Fundraisers may also be responsible for preparing the speeches and public statements of a non-profit's top spokesman as well. These spokesmen may either be executives under the employ of the non-profit organization or outsiders carefully chosen to speak on behalf of the organization in question. Fundraisers help to ensure that all parties involved maintain a unified front on the behalf of their beneficiaries.
Simple social networking is arguably the most important aspect of a public relations specialist’s job duties. Identifying the perfect donors is only the first part of the job description. The difficult part of the job is to actually convince these donors to give generously to a charitable cause. Many charitable donations are made every year across the globe, but the most successful charities see revenues rise year after year, not just after one single fundraising event.
Public relations professionals can come from a very wide variety of educational backgrounds. Many social fundraisers have no formal education at all and rely solely on work experience and life wisdom in order to have a successful career. More often than not, however, fundraisers have at the very minimum a bachelor's degree in business, accounting, or finance, but other degrees well suited for a career as a fundraiser include communications and media degrees.
Advanced degrees in journalism or business administration are suitable for positions as public relations managers in the largest non-profit organizations. At the highest level, these fundraising professional are responsible for managing an entire team of individuals, so the job requirements of these positions are much more complex. For example, rather than writing all press releases themselves, top-level public relations managers may delegate that responsibility to a media specialist who comes from a more journalistic background.

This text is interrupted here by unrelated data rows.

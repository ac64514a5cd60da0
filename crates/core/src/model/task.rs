use super::{hh_mm, wire_enum};
use chrono::{DateTime, NaiveTime, Utc};
use serde::{Deserialize, Serialize};
use uti_ids::RecordId;

/// Task progress. Only ever moves forward: pending, then in-progress, then completed.
#[derive(Clone, Copy, Debug, PartialEq, Eq, Hash, PartialOrd, Ord, Serialize, Deserialize)]
#[serde(rename_all = "kebab-case")]
pub enum TaskStatus {
    Pending,
    InProgress,
    Completed,
}

wire_enum!(TaskStatus {
    Pending => "pending",
    InProgress => "in-progress",
    Completed => "completed",
});

impl TaskStatus {
    /// The following status, if any.
    pub fn next(self) -> Option<Self> {
        match self {
            TaskStatus::Pending => Some(TaskStatus::InProgress),
            TaskStatus::InProgress => Some(TaskStatus::Completed),
            TaskStatus::Completed => None,
        }
    }

    /// Whether moving from `self` to `to` keeps the task moving forward.
    ///
    /// Staying on the same status is allowed and changes nothing.
    pub fn can_move_to(self, to: Self) -> bool {
        to >= self
    }

    pub fn label(self) -> &'static str {
        match self {
            TaskStatus::Pending => "Pendente",
            TaskStatus::InProgress => "Em andamento",
            TaskStatus::Completed => "Concluída",
        }
    }
}

#[derive(Clone, Copy, Debug, PartialEq, Eq, Hash, Serialize, Deserialize)]
#[serde(rename_all = "lowercase")]
pub enum TaskPriority {
    High,
    Medium,
    Low,
}

wire_enum!(TaskPriority {
    High => "high",
    Medium => "medium",
    Low => "low",
});

#[derive(Clone, Debug, PartialEq, Eq, Serialize, Deserialize)]
#[serde(rename_all = "camelCase")]
pub struct Task {
    pub id: RecordId,
    pub patient_id: RecordId,
    pub title: String,
    pub description: String,
    pub status: TaskStatus,
    pub priority: TaskPriority,
    pub assigned_to: String,
    #[serde(with = "hh_mm")]
    pub due_time: NaiveTime,
    pub created_at: DateTime<Utc>,
}

#[cfg(test)]
mod tests {
    use super::*;

    #[test]
    fn status_only_moves_forward() {
        assert!(TaskStatus::Pending.can_move_to(TaskStatus::InProgress));
        assert!(TaskStatus::Pending.can_move_to(TaskStatus::Completed));
        assert!(TaskStatus::InProgress.can_move_to(TaskStatus::InProgress));
        assert!(!TaskStatus::Completed.can_move_to(TaskStatus::Pending));
        assert!(!TaskStatus::InProgress.can_move_to(TaskStatus::Pending));
        assert_eq!(TaskStatus::Completed.next(), None);
    }

    #[test]
    fn status_wire_name_is_kebab_case() {
        assert_eq!(
            serde_json::to_string(&TaskStatus::InProgress).unwrap(),
            "\"in-progress\""
        );
        assert_eq!("in-progress".parse::<TaskStatus>().unwrap(), TaskStatus::InProgress);
    }
}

The best schools for starting a career as a fundraiser include New York University, the University of North Carolina, and the University of Southern California. All three of these schools in the United States offer students a strong background in media relations and marketing, two indispensable skills for social fundraisers to possess.
The work environment of a public relations manager varies depending upon a large number of factors. The main factor is the scope of the non-profit organization that employs the fundraiser. For example, medically focused charities often require fundraising events to be coordinated on-site at medical clinics and hospitals. Charities that champion social causes, on the other hands, may not require on-site events such as these.
Regardless, public relations professionals typically work out of an office setting, and a growing number of these fundraisers work out of a home office. In one manner of speaking, the work environment of a public relations specialist depends on his or her own creativity since fundraising can occur in a wide number of settings.
The compensation scale for fundraisers depends largely upon the amount of money an organization is able to remit. A large number of fundraisers work for as little as $45,000 annually. The majority of all social fundraisers, on the other hand, earn comfortable salaries in excess of $80,000 annually once employed by a large charitable organization. Not surprisingly, a small number of fundraisers receive no compensation at all for their charitable work.